[[ SOURCE MATERIAL open ]]

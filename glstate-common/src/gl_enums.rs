use crate::gl::types::GLenum;
use crate::{
    SamplerCompareFunction, SamplerCompareMode, SamplerDepthStencilMode, SamplerFilter,
    SamplerMipmap, SamplerWrapping,
};

impl From<SamplerWrapping> for GLenum {
    fn from(value: SamplerWrapping) -> Self {
        match value {
            SamplerWrapping::Repeat => crate::gl::REPEAT,
            SamplerWrapping::MirroredRepeat => crate::gl::MIRRORED_REPEAT,
            SamplerWrapping::ClampToEdge => crate::gl::CLAMP_TO_EDGE,
            SamplerWrapping::ClampToBorder => crate::gl::CLAMP_TO_BORDER,
            SamplerWrapping::MirrorClampToEdge => crate::gl::MIRROR_CLAMP_TO_EDGE,
        }
    }
}

impl From<SamplerFilter> for GLenum {
    fn from(value: SamplerFilter) -> Self {
        match value {
            SamplerFilter::Nearest => crate::gl::NEAREST,
            SamplerFilter::Linear => crate::gl::LINEAR,
        }
    }
}

impl SamplerFilter {
    /// Get the minification filter enum with the given mipmap selection.
    pub fn gl_mip(&self, mip: SamplerMipmap) -> GLenum {
        match (self, mip) {
            (SamplerFilter::Nearest, SamplerMipmap::Base) => crate::gl::NEAREST,
            (SamplerFilter::Linear, SamplerMipmap::Base) => crate::gl::LINEAR,
            (SamplerFilter::Nearest, SamplerMipmap::Nearest) => crate::gl::NEAREST_MIPMAP_NEAREST,
            (SamplerFilter::Linear, SamplerMipmap::Nearest) => crate::gl::LINEAR_MIPMAP_NEAREST,
            (SamplerFilter::Nearest, SamplerMipmap::Linear) => crate::gl::NEAREST_MIPMAP_LINEAR,
            (SamplerFilter::Linear, SamplerMipmap::Linear) => crate::gl::LINEAR_MIPMAP_LINEAR,
        }
    }
}

impl From<SamplerCompareMode> for GLenum {
    fn from(value: SamplerCompareMode) -> Self {
        match value {
            SamplerCompareMode::None => crate::gl::NONE,
            SamplerCompareMode::CompareRefToTexture => crate::gl::COMPARE_REF_TO_TEXTURE,
        }
    }
}

impl From<SamplerCompareFunction> for GLenum {
    fn from(value: SamplerCompareFunction) -> Self {
        match value {
            SamplerCompareFunction::Never => crate::gl::NEVER,
            SamplerCompareFunction::Always => crate::gl::ALWAYS,
            SamplerCompareFunction::Less => crate::gl::LESS,
            SamplerCompareFunction::LessOrEqual => crate::gl::LEQUAL,
            SamplerCompareFunction::Equal => crate::gl::EQUAL,
            SamplerCompareFunction::NotEqual => crate::gl::NOTEQUAL,
            SamplerCompareFunction::GreaterOrEqual => crate::gl::GEQUAL,
            SamplerCompareFunction::Greater => crate::gl::GREATER,
        }
    }
}

impl From<SamplerDepthStencilMode> for GLenum {
    fn from(value: SamplerDepthStencilMode) -> Self {
        match value {
            SamplerDepthStencilMode::DepthComponent => crate::gl::DEPTH_COMPONENT,
            SamplerDepthStencilMode::StencilIndex => crate::gl::STENCIL_INDEX,
        }
    }
}

#[cfg(test)]
mod test {
    use super::*;

    #[test]
    fn mipmap_filters() {
        assert_eq!(SamplerFilter::Linear.gl_mip(SamplerMipmap::Base), crate::gl::LINEAR);
        assert_eq!(
            SamplerFilter::Nearest.gl_mip(SamplerMipmap::Linear),
            crate::gl::NEAREST_MIPMAP_LINEAR
        );
        assert_eq!(GLenum::from(SamplerWrapping::ClampToEdge), 0x812F);
    }
}
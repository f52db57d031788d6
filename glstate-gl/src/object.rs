use bitflags::bitflags;

bitflags! {
    /// Ownership and creation state of a wrapped OpenGL object.
    #[derive(Debug, Copy, Clone, Default, Eq, PartialEq, Hash)]
    pub struct ObjectFlags: u8 {
        /// The object exists in the driver, not just its name.
        const CREATED = 1 << 0;
        /// The object is deleted when the wrapper is dropped.
        const DELETE_ON_DESTRUCTION = 1 << 1;
    }
}
use crate::buffer::TargetHint;
use crate::context::Context;
use crate::error::{GlStateError, Result};
use crate::extensions;
use crate::format::{PixelFormat, PixelType, TextureFormat};
use crate::image::{image_data_size, Image, ImageView, DEFAULT_ALIGNMENT};
use crate::object::ObjectFlags;
use crate::state::{
    Create, Invalidate, MultiBind, ObjectAccess, StateHandle, TextureBind, TextureImageQuery,
    TextureState, TextureStorage,
};
use crate::util::{cached_limit, get_float, get_integer};
use glstate_common::gl;
use glstate_common::gl::types::{GLenum, GLint, GLsizei, GLuint};
use glstate_common::{
    calc_miplevel, SamplerCompareFunction, SamplerCompareMode, SamplerDepthStencilMode, SamplerFilter,
    SamplerMipmap, SamplerWrapping,
};
use std::cell::Cell;
use std::ffi::c_void;

const TEXTURE_SRGB_DECODE_EXT: GLenum = 0x8A48;
const DECODE_EXT: GLenum = 0x8A49;
const SKIP_DECODE_EXT: GLenum = 0x8A4A;

const WRAP_PNAMES: [GLenum; 3] = [gl::TEXTURE_WRAP_S, gl::TEXTURE_WRAP_T, gl::TEXTURE_WRAP_R];
const SIZE_PNAMES: [GLenum; 3] = [gl::TEXTURE_WIDTH, gl::TEXTURE_HEIGHT, gl::TEXTURE_DEPTH];

/// Source of a color component when sampling.
#[repr(u32)]
#[derive(Copy, Clone, Debug, Eq, PartialEq, Hash)]
pub enum Swizzle {
    Red = gl::RED,
    Green = gl::GREEN,
    Blue = gl::BLUE,
    Alpha = gl::ALPHA,
    Zero = gl::ZERO,
    One = gl::ONE,
}

/// Pad a size or offset to three dimensions.
fn extent3(values: &[i32], fill: i32) -> [i32; 3] {
    let mut out = [fill; 3];
    for (out, value) in out.iter_mut().zip(values) {
        *out = *value;
    }
    out
}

[[ SOURCE MATERIAL closed ]]

| REQUIREMENT |
Everything in the listing above should be printed again exactly.

| ANSWER TO THIS EXERCISE |
filename glstate-common/src/gl_enums.rs
use crate::gl::types::GLenum;
use crate::{
    SamplerCompareFunction, SamplerCompareMode, SamplerDepthStencilMode, SamplerFilter,
    SamplerMipmap, SamplerWrapping,
};

impl From<SamplerWrapping> for GLenum {
    fn from(value: SamplerWrapping) -> Self {
        match value {
            SamplerWrapping::Repeat => crate::gl::REPEAT,
            SamplerWrapping::MirroredRepeat => crate::gl::MIRRORED_REPEAT,
            SamplerWrapping::ClampToEdge => crate::gl::CLAMP_TO_EDGE,
            SamplerWrapping::ClampToBorder => crate::gl::CLAMP_TO_BORDER,
            SamplerWrapping::MirrorClampToEdge => crate::gl::MIRROR_CLAMP_TO_EDGE,
        }
    }
}

impl From<SamplerFilter> for GLenum {
    fn from(value: SamplerFilter) -> Self {
        match value {
            SamplerFilter::Nearest => crate::gl::NEAREST,
            SamplerFilter::Linear => crate::gl::LINEAR,
        }
    }
}

impl SamplerFilter {
    /// Get the minification filter enum with the given mipmap selection.
    pub fn gl_mip(&self, mip: SamplerMipmap) -> GLenum {
        match (self, mip) {
            (SamplerFilter::Nearest, SamplerMipmap::Base) => crate::gl::NEAREST,
            (SamplerFilter::Linear, SamplerMipmap::Base) => crate::gl::LINEAR,
            (SamplerFilter::Nearest, SamplerMipmap::Nearest) => crate::gl::NEAREST_MIPMAP_NEAREST,
            (SamplerFilter::Linear, SamplerMipmap::Nearest) => crate::gl::LINEAR_MIPMAP_NEAREST,
            (SamplerFilter::Nearest, SamplerMipmap::Linear) => crate::gl::NEAREST_MIPMAP_LINEAR,
            (SamplerFilter::Linear, SamplerMipmap::Linear) => crate::gl::LINEAR_MIPMAP_LINEAR,
        }
    }
}

impl From<SamplerCompareMode> for GLenum {
    fn from(value: SamplerCompareMode) -> Self {
        match value {
            SamplerCompareMode::None => crate::gl::NONE,
            SamplerCompareMode::CompareRefToTexture => crate::gl::COMPARE_REF_TO_TEXTURE,
        }
    }
}

impl From<SamplerCompareFunction> for GLenum {
    fn from(value: SamplerCompareFunction) -> Self {
        match value {
            SamplerCompareFunction::Never => crate::gl::NEVER,
            SamplerCompareFunction::Always => crate::gl::ALWAYS,
            SamplerCompareFunction::Less => crate::gl::LESS,
            SamplerCompareFunction::LessOrEqual => crate::gl::LEQUAL,
            SamplerCompareFunction::Equal => crate::gl::EQUAL,
            SamplerCompareFunction::NotEqual => crate::gl::NOTEQUAL,
            SamplerCompareFunction::GreaterOrEqual => crate::gl::GEQUAL,
            SamplerCompareFunction::Greater => crate::gl::GREATER,
        }
    }
}

impl From<SamplerDepthStencilMode> for GLenum {
    fn from(value: SamplerDepthStencilMode) -> Self {
        match value {
            SamplerDepthStencilMode::DepthComponent => crate::gl::DEPTH_COMPONENT,
            SamplerDepthStencilMode::StencilIndex => crate::gl::STENCIL_INDEX,
        }
    }
}

#[cfg(test)]
mod test {
    use super::*;

    #[test]
    fn mipmap_filters() {
        assert_eq!(SamplerFilter::Linear.gl_mip(SamplerMipmap::Base), crate::gl::LINEAR);
        assert_eq!(
            SamplerFilter::Nearest.gl_mip(SamplerMipmap::Linear),
            crate::gl::NEAREST_MIPMAP_LINEAR
        );
        assert_eq!(GLenum::from(SamplerWrapping::ClampToEdge), 0x812F);
    }
}
repository f52db57d031788d6
filename glstate-gl/src/object.rs
use bitflags::bitflags;

bitflags! {
    /// Ownership and creation state of a wrapped OpenGL object.
    #[derive(Debug, Copy, Clone, Default, Eq, PartialEq, Hash)]
    pub struct ObjectFlags: u8 {
        /// The object exists in the driver, not just its name.
        const CREATED = 1 << 0;
        /// The object is deleted when the wrapper is dropped.
        const DELETE_ON_DESTRUCTION = 1 << 1;
    }
}
use crate::buffer::TargetHint;
use crate::context::Context;
use crate::error::{GlStateError, Result};
use crate::extensions;
use crate::format::{PixelFormat, PixelType, TextureFormat};
use crate::image::{image_data_size, Image, ImageView, DEFAULT_ALIGNMENT};
use crate::object::ObjectFlags;
use crate::state::{
    Create, Invalidate, MultiBind, ObjectAccess, StateHandle, TextureBind, TextureImageQuery,
    TextureState, TextureStorage,
};
use crate::util::{cached_limit, get_float, get_integer};
use glstate_common::gl;
use glstate_common::gl::types::{GLenum, GLint, GLsizei, GLuint};
use glstate_common::{
    calc_miplevel, SamplerCompareFunction, SamplerCompareMode, SamplerDepthStencilMode, SamplerFilter,
    SamplerMipmap, SamplerWrapping,
};
use std::cell::Cell;
use std::ffi::c_void;

const TEXTURE_SRGB_DECODE_EXT: GLenum = 0x8A48;
const DECODE_EXT: GLenum = 0x8A49;
const SKIP_DECODE_EXT: GLenum = 0x8A4A;

const WRAP_PNAMES: [GLenum; 3] = [gl::TEXTURE_WRAP_S, gl::TEXTURE_WRAP_T, gl::TEXTURE_WRAP_R];
const SIZE_PNAMES: [GLenum; 3] = [gl::TEXTURE_WIDTH, gl::TEXTURE_HEIGHT, gl::TEXTURE_DEPTH];

/// Source of a color component when sampling.
#[repr(u32)]
#[derive(Copy, Clone, Debug, Eq, PartialEq, Hash)]
pub enum Swizzle {
    Red = gl::RED,
    Green = gl::GREEN,
    Blue = gl::BLUE,
    Alpha = gl::ALPHA,
    Zero = gl::ZERO,
    One = gl::ONE,
}

/// Pad a size or offset to three dimensions.
fn extent3(values: &[i32], fill: i32) -> [i32; 3] {
    let mut out = [fill; 3];
    for (out, value) in out.iter_mut().zip(values) {
        *out = *value;
    }
    out
}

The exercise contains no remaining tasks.